Let $f$ be a entire function such that $|f(z)| \leq\sqrt{1+|z|}$ for all $z \in \mathbb{C}$. Prove that $f$ is constant.

My try:

Well, the hint was saying to use Liouville's theorem so i need to prove that $f$ is bounded in order to apply that. I was thinking in use derivatives to do that but a got to nowhere.

Any more hint?

• Don't use the hint, just use Cauchy's estimates, the tool to prove Liouville's theorem. – orole Jan 18 '18 at 1:32
• but how would i proced with that inequality using that integral? – Eduardo Silva Jan 18 '18 at 1:35
• No integral, the inequality at the end of that section. the inequality has $|f(z)|$ in it. And you are given a further inequality $|f(z)|\leq\sqrt{1+|z|}$. use transitivity. And then use that the maximum is when $|z|=r$. So the $|z|$ inside $\sqrt{1+|z|}$ is just $r$. – orole Jan 18 '18 at 1:36
• but then i would not need the fact that $f \leq \sqrt{1+|z|}$ – Eduardo Silva Jan 18 '18 at 1:39
• What are you talking about?

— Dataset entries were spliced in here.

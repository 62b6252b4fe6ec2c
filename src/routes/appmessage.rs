//! Inbound watch messages.
//!
//! POST /api/v1/appmessage: the phone-to-watch bridge forwards every message
//! the watch sends. Any message counts as a refresh request; the optional JSON
//! body is only logged.

use axum::body::Bytes;
use axum::extract::State;
use axum::http::StatusCode;
use axum::Json;
use serde::Serialize;
use std::sync::Arc;
use utoipa::ToSchema;

use crate::errors::{AppError, ErrorResponse};
use crate::services::events::{CompanionEvent, EventBus};

/// Shared state for the inbound message route.
#[derive(Clone)]
pub struct AppState {
    pub bus: Arc<EventBus>,
}

/// Response for an accepted watch message.
#[derive(Debug, Serialize, ToSchema)]
pub struct AppMessageAccepted {
    /// Always true; the refresh itself runs in the background
    pub accepted: bool,
    /// Number of refresh runs started
    pub runs: usize,
}

/// Receive a message from the watch and start a weather refresh.
#[utoipa::path(
    post,
    path = "/api/v1/appmessage",
    tag = "Watch",
    request_body(content = Option<serde_json::Value>, content_type = "application/json"),
    responses(
        (status = 202, description = "Refresh started", body = AppMessageAccepted),
        (status = 400, description = "Payload is not valid JSON", body = ErrorResponse),
    )
)]
pub async fn receive_app_message(
    State(state): State<AppState>,
    body: Bytes,
) -> Result<(StatusCode, Json<AppMessageAccepted>), AppError> {
    let payload = if body.iter().all(u8::is_ascii_whitespace) {
        None
    } else {
        let value: serde_json::Value = serde_json::from_slice(&body)
            .map_err(|e| AppError::BadRequest(format!("Invalid message payload: {}", e)))?;
        Some(value)
    };

    // Runs are detached; their outcome is only logged.
    let runs = state.bus.emit(CompanionEvent::AppMessage { payload }).len();

    Ok((
        StatusCode::ACCEPTED,
        Json(AppMessageAccepted {
            accepted: true,
            runs,
        }),
    ))
}

#[cfg(test)]
mod tests {
    use super::*;
    use crate::services::events::{EventHandler, EventName};
    use futures::FutureExt;
    use std::sync::Mutex;

    fn recording_bus() -> (Arc<EventBus>, Arc<Mutex<Vec<CompanionEvent>>>) {
        let bus = Arc::new(EventBus::new());
        let seen = Arc::new(Mutex::new(Vec::new()));
        let sink = seen.clone();
        let handler: EventHandler = Arc::new(move |event: CompanionEvent| {
            sink.lock().unwrap().push(event);
            async {}.boxed()
        });
        bus.subscribe(EventName::AppMessage, handler);
        (bus, seen)
    }

    #[tokio::test]
    async fn test_empty_body_triggers_refresh() {
        let (bus, seen) = recording_bus();

        let (status, Json(body)) = receive_app_message(State(AppState { bus }), Bytes::new())
            .await
            .unwrap();

        assert_eq!(status, StatusCode::ACCEPTED);
        assert!(body.accepted);
        assert_eq!(body.runs, 1);
        assert_eq!(
            seen.lock().unwrap().as_slice(),
            &[CompanionEvent::AppMessage { payload: None }]
        );
    }

    #[tokio::test]
    async fn test_json_payload_is_forwarded() {
        let (bus, seen) = recording_bus();

        receive_app_message(
            State(AppState { bus }),
            Bytes::from_static(br#"{"REQUEST_WEATHER":1}"#),
        )
        .await
        .unwrap();

        assert_eq!(
            seen.lock().unwrap().as_slice(),
            &[CompanionEvent::AppMessage {
                payload: Some(serde_json::json!({ "REQUEST_WEATHER": 1 }))
            }]
        );
    }

    #[tokio::test]
    async fn test_invalid_payload_is_rejected() {
        let (bus, seen) = recording_bus();

        let result =
            receive_app_message(State(AppState { bus }), Bytes::from_static(b"{oops")).await;

        assert!(matches!(result, Err(AppError::BadRequest(_))));
        assert!(seen.lock().unwrap().is_empty());
    }

    #[test]
    fn test_openapi_documents_body_and_responses() {
        use utoipa::OpenApi;

        #[derive(OpenApi)]
        #[openapi(paths(receive_app_message))]
        struct Doc;

        let doc = serde_json::to_value(Doc::openapi()).unwrap();
        let post = &doc["paths"]["/api/v1/appmessage"]["post"];

        assert!(post["requestBody"]["content"]["application/json"].is_object());
        assert!(post["responses"]["202"].is_object());
        assert!(post["responses"]["400"].is_object());
    }
}
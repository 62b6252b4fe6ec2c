//! OpenWeatherMap current-weather client.
//!
//! Fetches the current conditions for a coordinate pair.
//! See: https://openweathermap.org/current

use reqwest::Url;
use serde::Deserialize;

use crate::errors::WeatherError;
use crate::helpers::{celsius_to_fahrenheit, kelvin_to_celsius};
use crate::services::location::Coordinates;

/// Client for the OpenWeatherMap current-weather endpoint.
#[derive(Debug, Clone)]
pub struct WeatherClient {
    client: reqwest::Client,
    endpoint: String,
}

/// Normalized current weather, as shown on the watch.
#[derive(Debug, Clone, PartialEq, Eq)]
pub struct WeatherReading {
    pub temperature_c: i32,
    pub temperature_f: i32,
    /// Short condition group, e.g. "Clouds" or "Rain".
    pub conditions: String,
}

impl WeatherReading {
    /// Build a reading from the provider's Kelvin temperature.
    pub fn from_kelvin(kelvin: f64, conditions: impl Into<String>) -> Self {
        let temperature_c = kelvin_to_celsius(kelvin);
        Self {
            temperature_c,
            temperature_f: celsius_to_fahrenheit(temperature_c),
            conditions: conditions.into(),
        }
    }
}

// --- OpenWeatherMap JSON response types ---

#[derive(Debug, Deserialize)]
struct OwmResponse {
    main: Option<OwmMain>,
    #[serde(default)]
    weather: Vec<OwmCondition>,
}

#[derive(Debug, Deserialize)]
struct OwmMain {
    temp: Option<f64>,
}

#[derive(Debug, Deserialize)]
struct OwmCondition {
    main: Option<String>,
}

impl WeatherClient {
    pub fn new(client: reqwest::Client, endpoint: &str) -> Self {
        Self {
            client,
            endpoint: endpoint.to_string(),
        }
    }

    /// Build the request URL. Coordinates are passed through unchanged; the
    /// API key is percent-encoded (a space becomes `%20`, not `+`).
    pub fn request_url(&self, coords: &Coordinates, api_key: &str) -> Result<Url, WeatherError> {
        let mut url = Url::parse(&self.endpoint)
            .map_err(|e| WeatherError::InvalidRequest(format!("bad endpoint: {}", e)))?;
        let params = format!(
            "lat={}&lon={}&appid={}",
            coords.latitude,
            coords.longitude,
            urlencoding::encode(api_key)
        );
        let query = match url.query() {
            Some(existing) if !existing.is_empty() => format!("{}&{}", existing, params),
            _ => params,
        };
        url.set_query(Some(&query));
        Ok(url)
    }

    /// Fetch the current weather. Issues exactly one GET; no retries.
    pub async fn fetch(
        &self,
        coords: &Coordinates,
        api_key: &str,
    ) -> Result<WeatherReading, WeatherError> {
        let url = self.request_url(coords, api_key)?;

        // The request URL carries the key, so it is stripped from transport errors.
        let response = self
            .client
            .get(url)
            .send()
            .await
            .map_err(|e| WeatherError::Request(e.without_url()))?;

        if !response.status().is_success() {
            return Err(WeatherError::Status(response.status()));
        }

        let body = response
            .text()
            .await
            .map_err(|e| WeatherError::Request(e.without_url()))?;
        parse_current_weather(&body)
    }
}

/// Parse a current-weather body into a reading.
///
/// Pure function (no I/O). Requires a finite `main.temp` and at least one
/// `weather` entry with a `main` label; only the first entry is used.
pub fn parse_current_weather(body: &str) -> Result<WeatherReading, WeatherError> {
    let parsed: OwmResponse =
        serde_json::from_str(body).map_err(|e| WeatherError::Parse(e.to_string()))?;

    let kelvin = parsed
        .main
        .and_then(|m| m.temp)
        .ok_or(WeatherError::MissingField("main.temp"))?;
    if !kelvin.is_finite() {
        return Err(WeatherError::Parse(format!(
            "temperature {} is not finite",
            kelvin
        )));
    }

    let conditions = parsed
        .weather
        .into_iter()
        .next()
        .ok_or(WeatherError::MissingField("weather[0]"))?
        .main
        .ok_or(WeatherError::MissingField("weather[0].main"))?;

    Ok(WeatherReading::from_kelvin(kelvin, conditions))
}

In what I told you it is clearly used. – orole Jan 18 '18 at 1:44

Since $f$ is entire, then it follows \begin{align} f'(z) = \frac{1}{2\pi i} \int_{|w|=R} \frac{f(w)}{(z- w)^2}\ dw. \end{align} In particular, by $ML$-estimate, we see that \begin{align} |f'(z)| \leq \frac{1}{2\pi} \int_{|w|=R} \frac{|f(w)|}{(R-|z|)^2}|dw| \leq \frac{1}{2\pi} \int_{|w|=R} \frac{\sqrt{1+R}}{(R-|z|)^2}\ |dw| \leq \frac{R\sqrt{1+R}}{(R-|z|)^2} \rightarrow 0 \end{align} as $R\rightarrow \infty$. This shows that $f'(z) \equiv 0$ which means $f(z)$ is constant.